Today, after two months, I was able to write something. It’s barely 400 words, it’s not great, it’s not much, I don’t even know what comes next (if anything comes at all), for now it’s all I got…but I’m happy for it. I thought I’d share that feeling. X
Spring in War Time
My hands crumpled the paper, tirelessly – fingerprints overlapping again and again, mountains of cells pilling, with all my sorrow in its nucleus. My skin felt like parchment, old and fragile, thirsty for ink that could shape meaning. I had been made of paper for quite some time, countless shapes drawn with my limbs, words pouring out, hidden ink spilled all over. And yet – yet – always on the verge of being torn apart.
I had stood near his doorway for hours, contemplating what to say. The letters were an explanation of sorts – I could give them to him and wait. He would figure it out.
But I had made a promise and had to keep it.
The blood was so hard to get from under my fingernails. It settled there, an unfortunate nail polish, my body always about to bleed another’s blood. I had rinsed my hands, scrubbed them until my fingers were red and burning – but, still, the blood remained.
“Captain Finnigan is deid.” Jenny announced, entering our tent. She had dark circles carved under her eyes - medals no one bestowed upon her, no one would account for – after four nights watching over the dying soldier. “God have mercy on his soul.”
“Poor man.” I sighed, finally giving up and starting to braid my hair for the night. “That makes about twenty dead from consumption in one week.”
“The pale horse rides wild in this camp.” Jenny agreed, neatly folding the uniform she had just undressed. “The puir man never stopped calling for his wife. I wonder who will tell her of his fate?”
“She will probably receive a letter.” I answered, sparing a silent prayer for the unbeknownst widow. “Maybe she’ll know already by the time the letter comes.”

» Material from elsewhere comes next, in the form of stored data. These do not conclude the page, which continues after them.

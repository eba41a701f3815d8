//! Generation errors

/// Failure to obtain usable scene source
#[derive(Debug, thiserror::Error)]
pub enum GenerationError {
    /// Backend unreachable or transport failure
    #[error("model backend unreachable: {0}")]
    Transport(String),

    /// Backend answered with a non-success status
    #[error("model backend returned HTTP {status}: {body}")]
    Http { status: u16, body: String },

    /// Response body did not have the expected shape
    #[error("malformed model response: {0}")]
    MalformedResponse(String),

    /// Model returned nothing usable
    #[error("model returned empty source")]
    Empty,

    /// Source does not parse
    #[error("generated source has a syntax error near line {line}")]
    Syntax { line: usize },

    /// Source parses but lacks the fixed scene class
    #[error("generated source does not define scene class `{expected}`")]
    MissingEntryPoint { expected: &'static str },

    /// Adapter misconfiguration
    #[error("generator configuration error: {0}")]
    Config(String),
}

impl GenerationError {
    /// Check if another attempt may succeed
    #[inline]
    #[must_use]
    pub fn is_retryable(&self) -> bool {
        match self {
            Self::Transport(_) | Self::Empty => true,
            Self::Http { status, .. } => *status == 429 || *status >= 500,
            _ => false,
        }
    }
}
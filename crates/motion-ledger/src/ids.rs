//! Identifiers
//!
//! Both identifiers end up as path components (the job workspace directory,
//! the storage key `<owner_id>/<job_id>/<file>`), so they are restricted to
//! ASCII alphanumerics, `-` and `_`.

use serde::{Deserialize, Serialize};
use std::fmt;
use std::str::FromStr;
use uuid::Uuid;

/// Length of generated job ids (hex characters)
const GENERATED_JOB_ID_LEN: usize = 12;
const MAX_ID_LEN: usize = 128;

/// Identifier validation failure
#[derive(Debug, Clone, PartialEq, Eq, thiserror::Error)]
pub enum IdError {
    #[error("identifier must not be empty")]
    Empty,
    #[error("identifier exceeds {MAX_ID_LEN} characters")]
    TooLong,
    #[error("identifier contains forbidden character {0:?}")]
    ForbiddenChar(char),
}

fn validate_component(raw: &str) -> Result<(), IdError> {
    if raw.is_empty() {
        return Err(IdError::Empty);
    }
    if raw.len() > MAX_ID_LEN {
        return Err(IdError::TooLong);
    }
    if let Some(c) = raw
        .chars()
        .find(|c| !(c.is_ascii_alphanumeric() || *c == '-' || *c == '_'))
    {
        return Err(IdError::ForbiddenChar(c));
    }
    Ok(())
}

/// Opaque short job identifier, immutable once assigned
#[derive(Debug, Clone, PartialEq, Eq, PartialOrd, Ord, Hash, Serialize, Deserialize)]
#[serde(try_from = "String", into = "String")]
pub struct JobId(String);

impl JobId {
    /// Allocate a fresh identifier
    #[must_use]
    pub fn generate() -> Self {
        let mut hex = Uuid::new_v4().simple().to_string();
        hex.truncate(GENERATED_JOB_ID_LEN);
        Self(hex)
    }

    /// Validate an externally supplied identifier
    ///
    /// # Errors
    /// Returns [`IdError`] for empty, oversized or non path-safe input.
    pub fn parse(raw: &str) -> Result<Self, IdError> {
        let raw = raw.trim();
        validate_component(raw)?;
        Ok(Self(raw.to_string()))
    }

    /// Borrow as str
    #[inline]
    #[must_use]
    pub fn as_str(&self) -> &str {
        &self.0
    }
}

impl fmt::Display for JobId {
    fn fmt(&self, f: &mut fmt::Formatter<'_>) -> fmt::Result {
        f.write_str(&self.0)
    }
}

impl FromStr for JobId {
    type Err = IdError;

    fn from_str(s: &str) -> Result<Self, Self::Err> {
        Self::parse(s)
    }
}

impl TryFrom<String> for JobId {
    type Error = IdError;

    fn try_from(value: String) -> Result<Self, Self::Error> {
        Self::parse(&value)
    }
}

impl From<JobId> for String {
    fn from(id: JobId) -> Self {
        id.0
    }
}

/// Stable identifier of an authenticated user
#[derive(Debug, Clone, PartialEq, Eq, PartialOrd, Ord, Hash, Serialize, Deserialize)]
#[serde(try_from = "String", into = "String")]
pub struct OwnerId(String);

impl OwnerId {
    /// Validate an owner identifier
    ///
    /// # Errors
    /// Returns [`IdError`] for empty, oversized or non path-safe input.
    pub fn parse(raw: &str) -> Result<Self, IdError> {
        let raw = raw.trim();
        validate_component(raw)?;
        Ok(Self(raw.to_string()))
    }

    /// Borrow as str
    #[inline]
    #[must_use]
    pub fn as_str(&self) -> &str {
        &self.0
    }
}

impl fmt::Display for OwnerId {
    fn fmt(&self, f: &mut fmt::Formatter<'_>) -> fmt::Result {
        f.write_str(&self.0)
    }
}

impl FromStr for OwnerId {
    type Err = IdError;

    fn from_str(s: &str) -> Result<Self, Self::Err> {
        Self::parse(s)
    }
}

impl TryFrom<String> for OwnerId {
    type Error = IdError;

    fn try_from(value: String) -> Result<Self, Self::Error> {
        Self::parse(&value)
    }
}

impl From<OwnerId> for String {
    fn from(id: OwnerId) -> Self {
        id.0
    }
}
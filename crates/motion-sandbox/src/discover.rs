//! Convention-based output discovery
//!
//! The renderer does not report where it wrote the artifact. The expected
//! directory is computed from the media root, the job id (module name) and
//! the quality preset, then scanned for files with the media extension.
//! Multiple matches resolve to the lexicographically first file name.

use crate::error::RenderError;
use crate::quality::RenderQuality;
use motion_ledger::JobId;
use std::path::{Path, PathBuf};

/// `<media_dir>/videos/<job_id>/<resolution>`
#[must_use]
pub fn expected_output_dir(media_dir: &Path, job_id: &JobId, quality: RenderQuality) -> PathBuf {
    media_dir
        .join("videos")
        .join(job_id.as_str())
        .join(quality.dir_name())
}

/// Locate the rendered artifact
///
/// # Errors
/// - `NoOutput` if the directory is missing or holds no matching file
/// - `Io` on other read failures
pub async fn discover_output(
    media_dir: &Path,
    job_id: &JobId,
    quality: RenderQuality,
    extension: &str,
) -> Result<PathBuf, RenderError> {
    let dir = expected_output_dir(media_dir, job_id, quality);

    let mut entries = match tokio::fs::read_dir(&dir).await {
        Ok(entries) => entries,
        Err(e) if e.kind() == std::io::ErrorKind::NotFound => {
            return Err(RenderError::NoOutput { searched: dir });
        }
        Err(e) => return Err(e.into()),
    };

    let mut matches = Vec::new();
    while let Some(entry) = entries.next_entry().await? {
        if !entry.file_type().await?.is_file() {
            continue;
        }
        let path = entry.path();
        let has_extension = path
            .extension()
            .and_then(|e| e.to_str())
            .is_some_and(|e| e.eq_ignore_ascii_case(extension));
        if has_extension {
            matches.push(path);
        }
    }

    matches.sort();
    if matches.len() > 1 {
        tracing::warn!(
            "Found {} candidate outputs in {}, using {}",
            matches.len(),
            dir.display(),
            matches[0].display()
        );
    }

    matches
        .into_iter()
        .next()
        .ok_or(RenderError::NoOutput { searched: dir })
}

“The saddest of thoughts…” My friend and fellow nurse said slowly. “Having a stranger write some impersonal letter, saying how sorry they are for a loss they know nothing about.”

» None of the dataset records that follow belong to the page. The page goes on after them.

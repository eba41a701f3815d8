//! Object storage boundary

use crate::error::StoreError;
use crate::key::ObjectKey;
use async_trait::async_trait;
use serde::{Deserialize, Serialize};
use std::path::PathBuf;
use std::sync::Arc;
use std::time::Duration;

/// Durable, publicly readable object storage
#[async_trait]
pub trait ObjectStore: Send + Sync {
    /// Store `body` under `key` with public read access
    async fn put_object(&self, key: &ObjectKey, body: Vec<u8>, content_type: &str) -> Result<(), StoreError>;

    /// Permanent public URL of `key`
    fn public_url(&self, key: &ObjectKey) -> String;
}

/// Storage backend selection
#[derive(Debug, Clone, PartialEq, Eq, Serialize, Deserialize)]
#[serde(tag = "backend", rename_all = "lowercase")]
pub enum StorageConfig {
    /// Files under a directory served at `public_base_url`
    Local {
        root: PathBuf,
        public_base_url: String,
    },
    /// HTTP `PUT` to an S3-compatible endpoint
    Http {
        upload_endpoint: String,
        public_base_url: String,
        #[serde(default)]
        bearer_token: Option<String>,
        #[serde(default = "default_upload_timeout")]
        timeout_secs: u64,
    },
}

fn default_upload_timeout() -> u64 {
    300
}

impl Default for StorageConfig {
    fn default() -> Self {
        Self::Local {
            root: std::env::temp_dir().join("motion-artifacts"),
            public_base_url: "http://localhost:8080/artifacts".to_string(),
        }
    }
}

impl StorageConfig {
    /// Public base URL of either backend
    #[must_use]
    pub fn public_base_url(&self) -> &str {
        match self {
            Self::Local {
                public_base_url, ..
            }
            | Self::Http {
                public_base_url, ..
            } => public_base_url,
        }
    }

    /// Construct the configured store
    ///
    /// # Errors
    /// Returns `Config` if the HTTP client cannot be built
    pub fn build(&self) -> Result<Arc<dyn ObjectStore>, StoreError> {
        Ok(match self {
            Self::Local {
                root,
                public_base_url,
            } => Arc::new(LocalObjectStore::new(root.clone(), public_base_url.clone())),
            Self::Http {
                upload_endpoint,
                public_base_url,
                bearer_token,
                timeout_secs,
            } => Arc::new(HttpObjectStore::new(
                upload_endpoint.clone(),
                public_base_url.clone(),
                bearer_token.clone(),
                Duration::from_secs(*timeout_secs),
            )?),
        })
    }
}

fn join_url(base: &str, key: &ObjectKey) -> String {
    format!("{}/{}", base.trim_end_matches('/'), key)
}

/// Store writing into a local directory tree
#[derive(Debug, Clone)]
pub struct LocalObjectStore {
    root: PathBuf,
    public_base_url: String,
}

impl LocalObjectStore {
    #[must_use]
    pub fn new(root: PathBuf, public_base_url: String) -> Self {
        Self {
            root,
            public_base_url,
        }
    }

    /// On-disk location of `key`
    #[must_use]
    pub fn path_of(&self, key: &ObjectKey) -> PathBuf {
        self.root.join(key.as_str())
    }
}

#[async_trait]
impl ObjectStore for LocalObjectStore {
    async fn put_object(&self, key: &ObjectKey, body: Vec<u8>, _content_type: &str) -> Result<(), StoreError> {
        let path = self.path_of(key);
        if let Some(parent) = path.parent() {
            tokio::fs::create_dir_all(parent).await?;
        }
        tokio::fs::write(&path, body).await?;
        tracing::debug!("Stored {} at {}", key, path.display());
        Ok(())
    }

    fn public_url(&self, key: &ObjectKey) -> String {
        join_url(&self.public_base_url, key)
    }
}

/// Store uploading with HTTP `PUT`
#[derive(Debug, Clone)]
pub struct HttpObjectStore {
    client: reqwest::Client,
    upload_endpoint: String,
    public_base_url: String,
    bearer_token: Option<String>,
}

impl HttpObjectStore {
    /// # Errors
    /// Returns `Config` if the HTTP client cannot be built
    pub fn new(
        upload_endpoint: String,
        public_base_url: String,
        bearer_token: Option<String>,
        timeout: Duration,
    ) -> Result<Self, StoreError> {
        let client = reqwest::Client::builder()
            .timeout(timeout)
            .build()
            .map_err(|e| StoreError::Config(e.to_string()))?;
        Ok(Self {
            client,
            upload_endpoint,
            public_base_url,
            bearer_token,
        })
    }
}

#[async_trait]
impl ObjectStore for HttpObjectStore {
    async fn put_object(&self, key: &ObjectKey, body: Vec<u8>, content_type: &str) -> Result<(), StoreError> {
        let mut request = self
            .client
            .put(join_url(&self.upload_endpoint, key))
            .header(reqwest::header::CONTENT_TYPE, content_type)
            .header("x-amz-acl", "public-read")
            .body(body);
        if let Some(token) = &self.bearer_token {
            request = request.bearer_auth(token);
        }

        let response = request
            .send()
            .await
            .map_err(|e| StoreError::Transport(e.to_string()))?;
        let status = response.status();
        if !status.is_success() {
            let body = response.text().await.unwrap_or_default();
            return Err(StoreError::Http {
                status: status.as_u16(),
                body,
            });
        }
        tracing::debug!("Uploaded {} ({})", key, status);
        Ok(())
    }

    fn public_url(&self, key: &ObjectKey) -> String {
        join_url(&self.public_base_url, key)
    }
}

#[cfg(test)]
mod tests {
    use super::*;
    use motion_ledger::{JobId, OwnerId};
    use tokio::io::{AsyncReadExt, AsyncWriteExt};

    fn key() -> ObjectKey {
        ObjectKey::new(&OwnerId::parse("alice").unwrap(), &JobId::parse("j1").unwrap(), "v.mp4").unwrap()
    }

    #[tokio::test]
    async fn local_store_writes_under_key() {
        let root = tempfile::tempdir().unwrap();
        let store = LocalObjectStore::new(root.path().to_path_buf(), "https://cdn.test/media/".to_string());

        store.put_object(&key(), b"frames".to_vec(), "video/mp4").await.unwrap();

        assert_eq!(std::fs::read(root.path().join("alice/j1/v.mp4")).unwrap(), b"frames");
        assert_eq!(store.public_url(&key()), "https://cdn.test/media/alice/j1/v.mp4");
    }

    #[tokio::test]
    async fn http_store_puts_with_public_acl() {
        let listener = tokio::net::TcpListener::bind("127.0.0.1:0").await.unwrap();
        let addr = listener.local_addr().unwrap();
        let server = tokio::spawn(async move {
            let (mut stream, _) = listener.accept().await.unwrap();
            let mut buf = Vec::new();
            let mut chunk = [0u8; 4096];
            // headers plus the 6-byte body
            while !String::from_utf8_lossy(&buf).ends_with("frames") {
                let n = stream.read(&mut chunk).await.unwrap();
                if n == 0 {
                    break;
                }
                buf.extend_from_slice(&chunk[..n]);
            }
            stream
                .write_all(b"HTTP/1.1 200 OK\r\ncontent-length: 0\r\nconnection: close\r\n\r\n")
                .await
                .unwrap();
            String::from_utf8_lossy(&buf).to_lowercase()
        });

        let store = HttpObjectStore::new(
            format!("http://{addr}/bucket"),
            "https://cdn.test".to_string(),
            Some("tok".to_string()),
            Duration::from_secs(5),
        )
        .unwrap();
        store.put_object(&key(), b"frames".to_vec(), "video/mp4").await.unwrap();

        let request = server.await.unwrap();
        assert!(request.starts_with("put /bucket/alice/j1/v.mp4 "));
        assert!(request.contains("x-amz-acl: public-read"));
        assert!(request.contains("authorization: bearer tok"));
        assert!(request.contains("content-type: video/mp4"));
    }

    #[test]
    fn storage_config_from_toml() {
        let config: StorageConfig = toml::from_str(
            "backend = \"http\"\nupload_endpoint = \"https://s3.test/b\"\npublic_base_url = \"https://cdn.test\"\n",
        )
        .unwrap();
        assert!(matches!(config, StorageConfig::Http { timeout_secs: 300, .. }));
        assert_eq!(config.public_base_url(), "https://cdn.test");
    }
}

“One of the many little deaths death entails.” I smiled, but a knot was forming inside my throat, just where my voice was born. “At least I don’t have to worry about that – no one really to be informed if I was to be dead.”
“Would you tell my brother?” She asked in a hushed voice, coming to sit next to me, her hand cold against mine. “If something happened to me? Would you tell him about me, Claire?”